◆ **Work required**
Pull every "String" line out of the data below.

◆ **Records for processing**
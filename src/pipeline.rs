// ==============================================================================
// pipeline.rs - Consensus Pipeline
// ==============================================================================
// Description: Voter -> Refiner (-> Majority) over one protein's predictions
// Author: Matt Barham
// Created: 2026-10-02
// Modified: 2026-10-14
// Version: 1.2.0
// ==============================================================================

use serde::Serialize;
use thiserror::Error;
use tracing::{debug, info};

use crate::config::{ConfigError, ConsensusConfig, ConsensusSettings};
use crate::majority::MajorityConsensus;
use crate::models::{ConsensusTrack, InputError, PredictionMatrix, PredictorGroup, Region, ResidueVotes};
use crate::refiner::Refiner;
use crate::voter::{Diagnostic, Voter};

/// Errors surfaced by the consensus engine
#[derive(Error, Debug, Clone, PartialEq)]
pub enum ConsensusError {
    #[error("Invalid input: {0}")]
    InvalidInput(#[from] InputError),

    #[error("Configuration error: {0}")]
    Configuration(#[from] ConfigError),

    #[error("Only {found} predictors produced output, {required} required (use force to override)")]
    InsufficientPredictors { found: usize, required: usize },
}

/// Everything the formatting layer needs for one protein
#[derive(Debug, Clone, PartialEq, Serialize)]
pub struct ConsensusResult {
    /// Final per-residue states after closing and filtering
    pub track: ConsensusTrack,
    /// Disordered regions, 1-based inclusive
    pub regions: Vec<Region>,
    /// Voter tallies per residue
    pub votes: Vec<ResidueVotes>,
    /// Disordered residues in the final track
    pub content_count: usize,
    /// content_count / L (0 for an empty sequence)
    pub content_fraction: f64,
    #[serde(skip_serializing_if = "Option::is_none")]
    pub majority: Option<MajorityConsensus>,
    #[serde(skip_serializing_if = "Vec::is_empty")]
    pub diagnostics: Vec<Diagnostic>,
}

/// Validated, reusable consensus pipeline
///
/// Holds no per-protein state; one instance can serve any number of proteins,
/// from any number of threads.
#[derive(Debug, Clone)]
pub struct ConsensusPipeline {
    config: ConsensusConfig,
    voter: Voter,
    refiner: Refiner,
}

impl ConsensusPipeline {
    pub fn new(config: ConsensusConfig) -> Self {
        let voter = Voter::for_group(&config.thresholds, PredictorGroup::MobidbLite);
        let refiner = Refiner::new(config.radius, config.min_region_length);
        Self { config, voter, refiner }
    }

    /// Validate raw settings and build the pipeline
    ///
    /// # Returns
    /// * `Ok(ConsensusPipeline)` - Settings are usable
    /// * `Err(ConsensusError::Configuration)` - Bad quorum, radius, length or count
    pub fn from_settings(settings: &ConsensusSettings) -> Result<Self, ConsensusError> {
        Ok(Self::new(settings.validate()?))
    }

    pub fn config(&self) -> &ConsensusConfig {
        &self.config
    }

    /// Run the full consensus over one protein
    ///
    /// # Arguments
    /// * `matrix` - Validated prediction matrix for the protein
    ///
    /// # Returns
    /// * `Ok(ConsensusResult)` - Final track, regions, tallies
    /// * `Err(ConsensusError::InsufficientPredictors)` - Too few predictors and not forced
    pub fn run(&self, matrix: &PredictionMatrix) -> Result<ConsensusResult, ConsensusError> {
        let found = matrix.predictor_count();
        if found < self.config.min_predictors {
            if !self.config.force {
                return Err(ConsensusError::InsufficientPredictors {
                    found,
                    required: self.config.min_predictors,
                });
            }
            info!(
                "Forcing consensus with {} of {} predictors",
                found, self.config.min_predictors
            );
        }

        let outcome = self.voter.vote(matrix);
        let refined = self.refiner.refine(&outcome.track);

        let majority = self
            .config
            .majority
            .then(|| MajorityConsensus::from_table(matrix, &self.config.thresholds));

        let content_count = refined.track.disordered_count();
        let content_fraction = if matrix.is_empty() {
            0.0
        } else {
            content_count as f64 / matrix.len() as f64
        };

        debug!(
            "Consensus over {} residues: {} regions, {} disordered ({:.3})",
            matrix.len(),
            refined.regions.len(),
            content_count,
            content_fraction
        );

        Ok(ConsensusResult {
            track: refined.track,
            regions: refined.regions,
            votes: outcome.votes,
            content_count,
            content_fraction,
            majority,
            diagnostics: outcome.diagnostics,
        })
    }
}

impl Default for ConsensusPipeline {
    fn default() -> Self {
        Self::new(ConsensusConfig::default())
    }
}
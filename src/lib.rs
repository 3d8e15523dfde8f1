// ==============================================================================
// lib.rs - Disorder Consensus Library
// ==============================================================================
// Description: Library interface for the disorder consensus engine
// Author: Matt Barham
// Created: 2026-09-28
// Modified: 2026-10-14
// Version: 1.2.0
// ==============================================================================

pub mod models;
pub mod config;
pub mod voter;
pub mod morphology;
pub mod refiner;
pub mod majority;
pub mod pipeline;
pub mod parsers;
pub mod output;
pub mod processor;

pub use config::{ConfigError, ConsensusConfig, ConsensusSettings, Quorum, ThresholdTable};
pub use majority::MajorityConsensus;
pub use models::{
    ConsensusTrack, DisorderState, InputError, PredictionMatrix, Predictor, PredictorColumn,
    PredictorGroup, Region, ResidueCall, ResidueVotes,
};
pub use pipeline::{ConsensusError, ConsensusPipeline, ConsensusResult};
pub use refiner::{RefinedTrack, Refiner};
pub use voter::{Diagnostic, VoteOutcome, Voter};
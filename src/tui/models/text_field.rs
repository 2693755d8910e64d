//! # Text Field Model
//!
//! Single-line editable text with a char-indexed cursor and a length cap.

/// A labeled single-line input
#[derive(Debug, Clone, PartialEq)]
pub struct TextField {
    prompt: String,
    placeholder: String,
    value: Vec<char>,
    cursor: usize,
    char_limit: usize,
}

impl TextField {
    /// Create an empty field
    pub fn new(prompt: impl Into<String>, placeholder: impl Into<String>, char_limit: usize) -> Self {
        Self {
            prompt: prompt.into(),
            placeholder: placeholder.into(),
            value: Vec::new(),
            cursor: 0,
            char_limit,
        }
    }

    /// Replace the value, truncated to the limit, cursor at the end
    pub fn with_value(mut self, value: &str) -> Self {
        self.set_value(value);
        self
    }

    pub fn set_value(&mut self, value: &str) {
        self.value = value.chars().take(self.char_limit).collect();
        self.cursor = self.value.len();
    }

    pub fn value(&self) -> String {
        self.value.iter().collect()
    }

    pub fn prompt(&self) -> &str {
        &self.prompt
    }

    pub fn placeholder(&self) -> &str {
        &self.placeholder
    }

    pub fn char_limit(&self) -> usize {
        self.char_limit
    }

    /// Cursor position in chars
    pub fn cursor(&self) -> usize {
        self.cursor
    }

    pub fn len(&self) -> usize {
        self.value.len()
    }

    pub fn is_empty(&self) -> bool {
        self.value.is_empty()
    }

    /// Insert at the cursor. Returns false when the field is full.
    pub fn insert_char(&mut self, ch: char) -> bool {
        if self.value.len() >= self.char_limit || ch.is_control() {
            return false;
        }
        self.value.insert(self.cursor, ch);
        self.cursor += 1;
        true
    }

    /// Delete the char before the cursor
    pub fn backspace(&mut self) -> bool {
        if self.cursor == 0 {
            return false;
        }
        self.cursor -= 1;
        self.value.remove(self.cursor);
        true
    }

    /// Delete the char under the cursor
    pub fn delete_forward(&mut self) -> bool {
        if self.cursor >= self.value.len() {
            return false;
        }
        self.value.remove(self.cursor);
        true
    }

    pub fn move_left(&mut self) -> bool {
        if self.cursor == 0 {
            return false;
        }
        self.cursor -= 1;
        true
    }

    pub fn move_right(&mut self) -> bool {
        if self.cursor >= self.value.len() {
            return false;
        }
        self.cursor += 1;
        true
    }

    pub fn move_to_start(&mut self) {
        self.cursor = 0;
    }

    pub fn move_to_end(&mut self) {
        self.cursor = self.value.len();
    }

    /// Remove everything before the cursor
    pub fn delete_to_start(&mut self) -> bool {
        if self.cursor == 0 {
            return false;
        }
        self.value.drain(..self.cursor);
        self.cursor = 0;
        true
    }

    /// Remove everything from the cursor on
    pub fn delete_to_end(&mut self) -> bool {
        if self.cursor >= self.value.len() {
            return false;
        }
        self.value.truncate(self.cursor);
        true
    }
}

#[cfg(test)]
mod tests {
    use super::*;

    fn field(limit: usize) -> TextField {
        TextField::new("From: ", "user@example.com", limit)
    }

    #[test]
    fn insert_should_follow_cursor() {
        let mut f = field(32);
        for ch in "hllo".chars() {
            f.insert_char(ch);
        }
        f.move_to_start();
        f.move_right();
        f.insert_char('e');

        assert_eq!(f.value(), "hello");
        assert_eq!(f.cursor(), 2);
    }

    #[test]
    fn insert_past_limit_should_be_noop() {
        let mut f = field(3);
        assert!(f.insert_char('a'));
        assert!(f.insert_char('b'));
        assert!(f.insert_char('c'));
        assert!(!f.insert_char('d'));

        assert_eq!(f.value(), "abc");
        assert_eq!(f.cursor(), 3);
    }

    #[test]
    fn prefilled_value_should_be_truncated_to_limit() {
        let f = field(4).with_value("abcdefgh");
        assert_eq!(f.value(), "abcd");
        assert_eq!(f.cursor(), 4);
    }

    #[test]
    fn backspace_and_delete_should_respect_bounds() {
        let mut f = field(32).with_value("ab");
        assert!(!f.delete_forward());
        assert!(f.backspace());
        assert_eq!(f.value(), "a");

        f.move_to_start();
        assert!(!f.backspace());
        assert!(f.delete_forward());
        assert!(f.is_empty());
    }

    #[test]
    fn multibyte_chars_should_count_once() {
        let mut f = field(3);
        f.insert_char('é');
        f.insert_char('日');
        f.insert_char('本');
        assert!(!f.insert_char('x'));
        assert_eq!(f.len(), 3);

        f.move_left();
        f.backspace();
        assert_eq!(f.value(), "é本");
    }

    #[test]
    fn kill_commands_should_split_at_cursor() {
        let mut f = field(32).with_value("hello world");
        f.move_to_start();
        for _ in 0..5 {
            f.move_right();
        }

        let mut tail = f.clone();
        assert!(tail.delete_to_end());
        assert_eq!(tail.value(), "hello");

        assert!(f.delete_to_start());
        assert_eq!(f.value(), " world");
        assert_eq!(f.cursor(), 0);
    }

    #[test]
    fn control_chars_should_be_rejected() {
        let mut f = field(32);
        assert!(!f.insert_char('\n'));
        assert!(f.is_empty());
    }
}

◆ **Answer for the task**
    prompt: String,
    placeholder: String,
    pub fn new(prompt: impl Into<String>, placeholder: impl Into<String>, char_limit: usize) -> Self {
    pub fn value(&self) -> String {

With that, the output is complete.